Influenza Surveillance and Clinical Evaluation of Influenza Vaccines

摘要

From 1/24/77 to 4/22/79, 1757 cultures were obtained (68% sampling) from children with febrile respiratory illness (RI). RI, half of which were febrile, accounted for 22% of sampling day visits. Influenza outbreaks occurred in all 3 years of the study. Sixty-one specimens were positive: 13 A/Victoria, 23 A/Texas, 5 A/USSR, 16 A/Brazil, and 4 B/HK. Twelve inactivated influenza vaccines were tested for acceptability and antigenicity in young adults in a collaborative project. Monovalent A/USSR/90/77 vaccine administration was followed by trivalent A/USSR, A/Texas/75, and B/HK/72 vaccine. Vaccines were well tolerated.
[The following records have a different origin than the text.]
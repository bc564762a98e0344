//! Directed movement graph of the Yut-nori board.
//!
//! Each entry records a directed edge `from -> to` in the direction pieces
//! travel. Unlike a map adjacency table the graph is not symmetric: pieces
//! never move backwards. All data is compile-time `static`; the per-position
//! `next`/`prev` slices are built once on first use.
//!
//! Branching is limited to three stations. The two top hubs continue either
//! along the perimeter or into their diagonal, and the center continues into
//! either bottom diagonal. Which branch is legal is decided by the movement
//! rules, not by the graph.

use std::sync::LazyLock;

use super::position::{Position, POSITION_COUNT};

/// A single directed edge between two stations.
#[derive(Debug, Clone, Copy, PartialEq, Eq)]
pub struct Edge {
    pub from: Position,
    pub to: Position,
}

const fn edge(from: Position, to: Position) -> Edge {
    Edge { from, to }
}

use Position::*;

/// Total number of directed edges.
///
/// Breakdown:
/// - Perimeter ring: 20
/// - Top-right hub to center: 3
/// - Top-left hub to center: 3
/// - Center to bottom-left hub: 3
/// - Center to finishing hub: 3
/// Total: 32
pub const EDGE_COUNT: usize = 32;

/// Complete edge table. For the branching stations the perimeter edge is
/// listed before the diagonal one, and the bottom-left exit of the center
/// before the bottom-right exit.
pub static EDGES: [Edge; EDGE_COUNT] = [
    // ====================================================================
    // Perimeter ring, counter-clockwise from the finishing hub
    // ====================================================================
    edge(BottomRight, Right1),
    edge(Right1, Right2),
    edge(Right2, Right3),
    edge(Right3, Right4),
    edge(Right4, TopRight),
    edge(TopRight, Top1),
    edge(Top1, Top2),
    edge(Top2, Top3),
    edge(Top3, Top4),
    edge(Top4, TopLeft),
    edge(TopLeft, Left1),
    edge(Left1, Left2),
    edge(Left2, Left3),
    edge(Left3, Left4),
    edge(Left4, BottomLeft),
    edge(BottomLeft, Bottom1),
    edge(Bottom1, Bottom2),
    edge(Bottom2, Bottom3),
    edge(Bottom3, Bottom4),
    edge(Bottom4, BottomRight),
    // ====================================================================
    // Shortcuts into the center
    // ====================================================================
    edge(TopRight, TopRightDiag1),
    edge(TopRightDiag1, TopRightDiag2),
    edge(TopRightDiag2, Center),
    edge(TopLeft, TopLeftDiag1),
    edge(TopLeftDiag1, TopLeftDiag2),
    edge(TopLeftDiag2, Center),
    // ====================================================================
    // Shortcuts out of the center
    // ====================================================================
    edge(Center, BottomLeftDiag1),
    edge(BottomLeftDiag1, BottomLeftDiag2),
    edge(BottomLeftDiag2, BottomLeft),
    edge(Center, BottomRightDiag1),
    edge(BottomRightDiag1, BottomRightDiag2),
    edge(BottomRightDiag2, BottomRight),
];

/// Grouped neighbour lists, one contiguous range per position.
struct GraphIndex {
    next: Vec<Position>,
    next_offsets: [(u8, u8); POSITION_COUNT],
    prev: Vec<Position>,
    prev_offsets: [(u8, u8); POSITION_COUNT],
}

/// Groups the edge table by one endpoint, preserving table order.
fn group_by(
    key: impl Fn(&Edge) -> Position,
    value: impl Fn(&Edge) -> Position,
) -> (Vec<Position>, [(u8, u8); POSITION_COUNT]) {
    let mut list = Vec::with_capacity(EDGE_COUNT);
    let mut offsets = [(0u8, 0u8); POSITION_COUNT];
    for i in 0..POSITION_COUNT {
        let start = list.len() as u8;
        list.extend(EDGES.iter().filter(|e| key(*e) as usize == i).map(&value));
        offsets[i] = (start, list.len() as u8);
    }
    (list, offsets)
}

static GRAPH_INDEX: LazyLock<GraphIndex> = LazyLock::new(|| {
    let (next, next_offsets) = group_by(|e| e.from, |e| e.to);
    let (prev, prev_offsets) = group_by(|e| e.to, |e| e.from);
    GraphIndex {
        next,
        next_offsets,
        prev,
        prev_offsets,
    }
});

/// Returns the stations reachable from `pos` in one step, in table order.
pub fn next(pos: Position) -> &'static [Position] {
    let idx = &*GRAPH_INDEX;
    let (start, end) = idx.next_offsets[pos as usize];
    &idx.next[start as usize..end as usize]
}

/// Returns the stations that lead into `pos` in one step, in table order.
pub fn prev(pos: Position) -> &'static [Position] {
    let idx = &*GRAPH_INDEX;
    let (start, end) = idx.prev_offsets[pos as usize];
    &idx.prev[start as usize..end as usize]
}

/// Returns true if a piece can step directly from `src` to `dst`.
pub fn is_edge(src: Position, dst: Position) -> bool {
    next(src).contains(&dst)
}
Antigen concentrations of 7 or 20 micrograms of hemagglutinin per 0.5 ml IM dose gave equivalent seroconversion rates. Acceptability of amantadine (Am) and rimantadine (Rm) was compared in a double blind placebo (Pl) controlled study. Subjects took Rm or Am 200 mg (N=52) or 300 mg (N=196) per day in divided doses. Both drugs were well tolerated at the lower dose. At the higher dose 49% Am (<0.001) and 21% Rm (p=0.03 vs Pl,p=0.001 vs Am) subjects had moderate symptoms vs 6% Pl-treated subjects. No adverse effects on psychomotor performance were found.